▸ **MATERIAL FOR THIS EXERCISE**:
//! Login, logout and identity refresh.

use flowreg_core::{ConsoleError, CurrentUser, Result};

use crate::console::ConsoleCore;
use crate::routes::{Location, Route};

/// Log in with a username and password.
///
/// **What it does**: exchanges the credentials for a session token, stores
/// it, loads the identity behind it and updates the session.
/// **Returns**: where to go next: the URL that sent the user to login, or
/// the explorer.
pub async fn login(core: &ConsoleCore, username: &str, password: &str) -> Result<Location> {
    if username.trim().is_empty() {
        return Err(ConsoleError::invalid("Username is required"));
    }

    let token = core.api().post_to_login(username, password).await?;
    let token = token.trim();
    if token.is_empty() {
        return Err(ConsoleError::internal("Login returned an empty token"));
    }
    core.store().store_session_token(token).await;

    let user = core.api().load_current_user().await?;
    // Gate resolutions started before the login must not overwrite it.
    core.session().begin_navigation(None);
    core.session().update(|session| {
        crate::session::apply_current_user(session, &user);
        session.can_logout = !user.anonymous;
    });
    tracing::info!(identity = %user.identity, "logged in");

    let target = core
        .session()
        .read(|s| s.redirect_url.clone())
        .map(|url| Location::parse(&url))
        .filter(|l| l.route != Route::Login)
        .unwrap_or_else(|| Route::Explorer.into());
    Ok(target)
}

/// Forget the session token and reset the session.
pub async fn logout(core: &ConsoleCore) {
    core.store().clear_session_token().await;
    core.session().clear();
    tracing::info!("logged out");
}

/// Reload the identity behind the stored token.
///
/// A 401 clears the stored token before the error is returned.
pub async fn refresh_identity(core: &ConsoleCore) -> Result<CurrentUser> {
    let user = match core.api().load_current_user().await {
        Ok(user) => user,
        Err(error) => {
            if error.is_unauthorized() {
                core.store().clear_session_token().await;
            }
            return Err(error.into());
        }
    };
    let has_token = core.store().has_session_token().await;
    core.session().begin_navigation(None);
    core.session().update(|session| {
        crate::session::apply_current_user(session, &user);
        session.can_logout = has_token && !user.anonymous;
    });
    Ok(user)
}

▸ **WHAT TO PRODUCE**: Give every entry again in full, precisely as written above.

▸ **RESULT**:
//! Login, logout and identity refresh.

use flowreg_core::{ConsoleError, CurrentUser, Result};

use crate::console::ConsoleCore;
use crate::routes::{Location, Route};

/// Log in with a username and password.
///
/// **What it does**: exchanges the credentials for a session token, stores
/// it, loads the identity behind it and updates the session.
/// **Returns**: where to go next: the URL that sent the user to login, or
/// the explorer.
pub async fn login(core: &ConsoleCore, username: &str, password: &str) -> Result<Location> {
    if username.trim().is_empty() {
        return Err(ConsoleError::invalid("Username is required"));
    }

    let token = core.api().post_to_login(username, password).await?;
    let token = token.trim();
    if token.is_empty() {
        return Err(ConsoleError::internal("Login returned an empty token"));
    }
    core.store().store_session_token(token).await;

    let user = core.api().load_current_user().await?;
    // Gate resolutions started before the login must not overwrite it.
    core.session().begin_navigation(None);
    core.session().update(|session| {
        crate::session::apply_current_user(session, &user);
        session.can_logout = !user.anonymous;
    });
    tracing::info!(identity = %user.identity, "logged in");

    let target = core
        .session()
        .read(|s| s.redirect_url.clone())
        .map(|url| Location::parse(&url))
        .filter(|l| l.route != Route::Login)
        .unwrap_or_else(|| Route::Explorer.into());
    Ok(target)
}

/// Forget the session token and reset the session.
pub async fn logout(core: &ConsoleCore) {
    core.store().clear_session_token().await;
    core.session().clear();
    tracing::info!("logged out");
}

/// Reload the identity behind the stored token.
///
/// A 401 clears the stored token before the error is returned.
pub async fn refresh_identity(core: &ConsoleCore) -> Result<CurrentUser> {
    let user = match core.api().load_current_user().await {
        Ok(user) => user,
        Err(error) => {
            if error.is_unauthorized() {
                core.store().clear_session_token().await;
            }
            return Err(error.into());
        }
    };
    let has_token = core.store().has_session_token().await;
    core.session().begin_navigation(None);
    core.session().update(|session| {
        crate::session::apply_current_user(session, &user);
        session.can_logout = has_token && !user.anonymous;
    });
    Ok(user)
}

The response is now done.